Jakub Biesiada: Łączymy ludzi, którzy budują profesjonalną branżę czystości w Polsce

592

Branża czystości w Polsce dojrzewa, rozwija się i coraz śmielej sięga po nowoczesne rozwiązania. Ale za technologią, sprzętem i ofertą usług stoją przede wszystkim ludzie – właściciele firm, którzy każdego dnia walczą o jakość, zaufanie klientów i rozwój swoich przedsiębiorstw.
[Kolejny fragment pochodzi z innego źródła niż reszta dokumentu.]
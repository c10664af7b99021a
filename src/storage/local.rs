//! Storage driver backed by the local filesystem.

use std::fs;
use std::io;
use std::path::{Path, PathBuf};

use super::StorageDriver;

/// [`StorageDriver`] over `std::fs`.
#[derive(Debug, Default, Clone)]
pub struct LocalStorage;

impl LocalStorage {
    pub fn new() -> Self {
        Self
    }
}

impl StorageDriver for LocalStorage {
    fn read_file(&self, path: &Path) -> io::Result<Vec<u8>> {
        fs::read(path)
    }

    fn write_file(&self, path: &Path, bytes: &[u8]) -> io::Result<()> {
        if let Some(parent) = path.parent() {
            fs::create_dir_all(parent)?;
        }
        fs::write(path, bytes)
    }

    fn delete_file(&self, path: &Path) -> io::Result<()> {
        match fs::remove_file(path) {
            Err(e) if e.kind() == io::ErrorKind::NotFound => Ok(()),
            other => other,
        }
    }

    fn delete_dir(&self, path: &Path) -> io::Result<()> {
        match fs::remove_dir_all(path) {
            Err(e) if e.kind() == io::ErrorKind::NotFound => Ok(()),
            other => other,
        }
    }

    fn create_dir_all(&self, path: &Path) -> io::Result<()> {
        fs::create_dir_all(path)
    }

    fn list_files(&self, dir: &Path) -> io::Result<Vec<PathBuf>> {
        let mut files = Vec::new();
        for entry in fs::read_dir(dir)? {
            let entry = entry?;
            if entry.file_type()?.is_file() {
                files.push(entry.path());
            }
        }
        files.sort();
        Ok(files)
    }

    fn list_dirs(&self, dir: &Path) -> io::Result<Vec<PathBuf>> {
        let mut dirs = Vec::new();
        for entry in fs::read_dir(dir)? {
            let entry = entry?;
            if entry.file_type()?.is_dir() {
                dirs.push(entry.path());
            }
        }
        dirs.sort();
        Ok(dirs)
    }

    fn exists(&self, path: &Path) -> bool {
        path.exists()
    }
}

#[cfg(test)]
mod tests {
    use super::*;
    use tempfile::TempDir;

    #[test]
    fn test_write_creates_parent_directories() {
        let temp = TempDir::new().unwrap();
        let storage = LocalStorage::new();
        let path = temp.path().join("a/b/c.data");

        storage.write_file(&path, b"payload").unwrap();

        assert_eq!(storage.read_file(&path).unwrap(), b"payload");
    }

    #[test]
    fn test_read_missing_file_is_not_found() {
        let temp = TempDir::new().unwrap();
        let storage = LocalStorage::new();

        let err = storage.read_file(&temp.path().join("absent")).unwrap_err();
        assert_eq!(err.kind(), io::ErrorKind::NotFound);
    }

    #[test]
    fn test_delete_file_is_idempotent() {
        let temp = TempDir::new().unwrap();
        let storage = LocalStorage::new();
        let path = temp.path().join("gone.data");

        storage.write_file(&path, b"x").unwrap();
        storage.delete_file(&path).unwrap();
        storage.delete_file(&path).unwrap();

        assert!(!storage.exists(&path));
    }

    #[test]
    fn test_delete_dir_is_idempotent() {
        let temp = TempDir::new().unwrap();
        let storage = LocalStorage::new();
        let dir = temp.path().join("tree");

        storage.write_file(&dir.join("inner/file.data"), b"x").unwrap();
        storage.delete_dir(&dir).unwrap();
        storage.delete_dir(&dir).unwrap();

        assert!(!storage.exists(&dir));
    }

    #[test]
    fn test_list_files_skips_directories() {
        let temp = TempDir::new().unwrap();
        let storage = LocalStorage::new();

        storage.write_file(&temp.path().join("b.data"), b"2").unwrap();
        storage.write_file(&temp.path().join("a.data"), b"1").unwrap();
        storage.create_dir_all(&temp.path().join("subdir")).unwrap();

        let files = storage.list_files(temp.path()).unwrap();
        assert_eq!(
            files,
            vec![temp.path().join("a.data"), temp.path().join("b.data")]
        );
    }

    #[test]
    fn test_list_dirs_skips_files() {
        let temp = TempDir::new().unwrap();
        let storage = LocalStorage::new();

        storage.create_dir_all(&temp.path().join("x")).unwrap();
        storage.create_dir_all(&temp.path().join("y")).unwrap();
        storage.write_file(&temp.path().join("f.data"), b"1").unwrap();

        let dirs = storage.list_dirs(temp.path()).unwrap();
        assert_eq!(dirs, vec![temp.path().join("x"), temp.path().join("y")]);
    }

    #[test]
    fn test_list_missing_directory_is_not_found() {
        let temp = TempDir::new().unwrap();
        let storage = LocalStorage::new();

        let err = storage.list_files(&temp.path().join("absent")).unwrap_err();
        assert_eq!(err.kind(), io::ErrorKind::NotFound);
    }
}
Z potrzeby integracji tego środowiska powstał Kongres Właścicieli Firm Sprzątających i Piorących – wyjątkowe wydarzenie, które z roku na rok przyciąga coraz większe grono pasjonatów, praktyków i liderów branży. Jego organizatorem jest Jakub Biesiada, przedsiębiorca i trener, który od lat angażuje się w rozwój sektora usług czystościowych.

Jakub Biesiada
Jakub Biesiada – organizator II Kongresu Właścicieli Firm Sprzątających i Piorących

W rozmowie z nami opowiada o kulisach tworzenia kongresu, wyzwaniach i szansach stojących przed branżą oraz o tym, dlaczego budowanie wspólnoty jest dziś ważniejsze niż kiedykolwiek. Zapraszamy do przeczytania wywiadu poniżej…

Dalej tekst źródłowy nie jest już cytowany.